The chief executive of the $9.5 billion Lutheran Services in America earns $158,000, one-tenth of what Frick earns and one-twentieth of Melani's pay.

On the other hand, the president of Catholic Healthcare West, a big nonprofit health system in San Francisco, earned $4 million last year. The hospital system had about half the revenue of each Pennsylvania Blue.

Frick and Melani also earn less than the chief executives of two of their major for-profit competitors.

Aetna Inc. and UnitedHealth Group Inc., two insurance companies that sell health policies in Pennsylvania, pay each of their top executives more than $15 million. However, their annual revenue is also much higher.

Salary criticism

As the national Blue Cross picture has been transformed by big mergers and a switch of many Blues to for-profit status, the pay of executives has flared again and again as an issue.

When Maryland's Blue tried to merge with WellPoint Inc., of California, the deal called for a whopping $39 million in bonuses and severance for the Blue's chief executive. Maryland's insurance regulator, Steven B. Larsen, said the transaction was "inappropriately influenced by the prospect of large payouts for some individuals." He killed the deal.

In another case that has generated criticism, the chief executive of Anthem, which owned Blue plans in eight states, saw his pay climb from $2.2 million to $30 million in the years after Anthem switched to for-profit status.

To be sure, most of that was in the form of stock, a pay option that will not be available to Melani or Frick. The two Blues in Pennsylvania have pledged to stay nonprofit after they consolidate.

Among nonprofit Blues, the highest-paid chief executive last year was the head of Health Care Service Corp., which runs Blue Cross plans in Texas and three other states. According to the latest survey by the AIS Report, a health-care newsletter, its chief executive was paid $5.8 million.

Substantial taxes

Despite the nonprofit status of their parent companies, the Pennsylvania Blues still pay substantial taxes, the firms point out.

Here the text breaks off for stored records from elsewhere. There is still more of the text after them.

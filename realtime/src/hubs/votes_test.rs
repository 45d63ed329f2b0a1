use std::sync::Arc;
use std::time::Duration;

use serde_json::json;

use wire::Envelope;

use super::VotesHub;
use crate::registry::HubRegistry;
use crate::transport::test_support::MockConnector;

fn fixture() -> (Arc<MockConnector>, VotesHub) {
    let connector = Arc::new(MockConnector::default());
    let registry = HubRegistry::new(
        "http://localhost:8080",
        Arc::clone(&connector) as Arc<dyn crate::transport::Connector>,
        Arc::new(|| None),
    );
    (connector, VotesHub::new(registry))
}

#[tokio::test]
async fn typed_subscription_delivers_vote_updates() {
    let (connector, hub) = fixture();
    hub.connect().await.unwrap();

    let (tx, rx) = std::sync::mpsc::channel();
    hub.on_vote_updated(move |update| {
        let _ = tx.send(update);
    });

    let session = connector.session(0);
    // A malformed payload first; it is dropped.
    session.push_text(&wire::encode_envelope(&Envelope::event(
        "OnVoteUpdated",
        json!({ "bogus": true }),
    )));
    session.push_text(&wire::encode_envelope(&Envelope::event(
        "OnVoteUpdated",
        json!({ "ideaId": "i-1", "upvotes": 5, "downvotes": 2 }),
    )));

    let (update, rx) =
        tokio::task::spawn_blocking(move || (rx.recv_timeout(Duration::from_secs(1)), rx))
            .await
            .unwrap();
    let update = update.unwrap();
    assert_eq!(update.idea_id, "i-1");
    assert_eq!((update.upvotes, update.downvotes), (5, 2));
    assert!(rx.try_recv().is_err());
}

#[tokio::test]
async fn off_detaches_the_subscription() {
    let (connector, hub) = fixture();
    hub.connect().await.unwrap();

    let (tx, rx) = std::sync::mpsc::channel();
    hub.on_vote_updated(move |update| {
        let _ = tx.send(update);
    });
    hub.off_vote_updated();

    connector.session(0).push_text(&wire::encode_envelope(&Envelope::event(
        "OnVoteUpdated",
        json!({ "ideaId": "i-1", "upvotes": 5, "downvotes": 2 }),
    )));
    tokio::time::sleep(Duration::from_millis(50)).await;
    assert!(rx.try_recv().is_err());
}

Congress wiped out the federal tax exemption for Blues 25 years ago, although both Highmark and Independence do still get some breaks in state taxes.

According to the firms, Highmark enjoyed a state tax reduction of $80 million last year, based on its nonprofit status. Independence got a break of $9 million.

Even so, after the tax breaks, Highmark still paid a total of $240 million in taxes last year. IBC paid $170 million.

"Yet our competitors refer to us as though we have some extraordinarily privileged situation," Williams said.

On top of the taxes, the insurers note, they also put up a combined total of $205 million last year to subsidize health care for the poor and to pay for other charitable initiatives.

Nonetheless, U.S. Sen. Arlen Specter (R., Pa.) pushed Melani on the pay issue at a public hearing in April, shortly after the proposed deal was announced.

Specter asked Melani how he squared his compensation "in excess of $3 million . . . if nonprofit really has to have some significance in terms of not being for-profit."

Melani reddened.

Then he pointed out that Highmark serves 28 million people nationally, including the 4.6 million insured in Pennsylvania.

"So," Melani said, "if you were to charge our customers for my compensation . . . it would be about 10 cents per customer per year."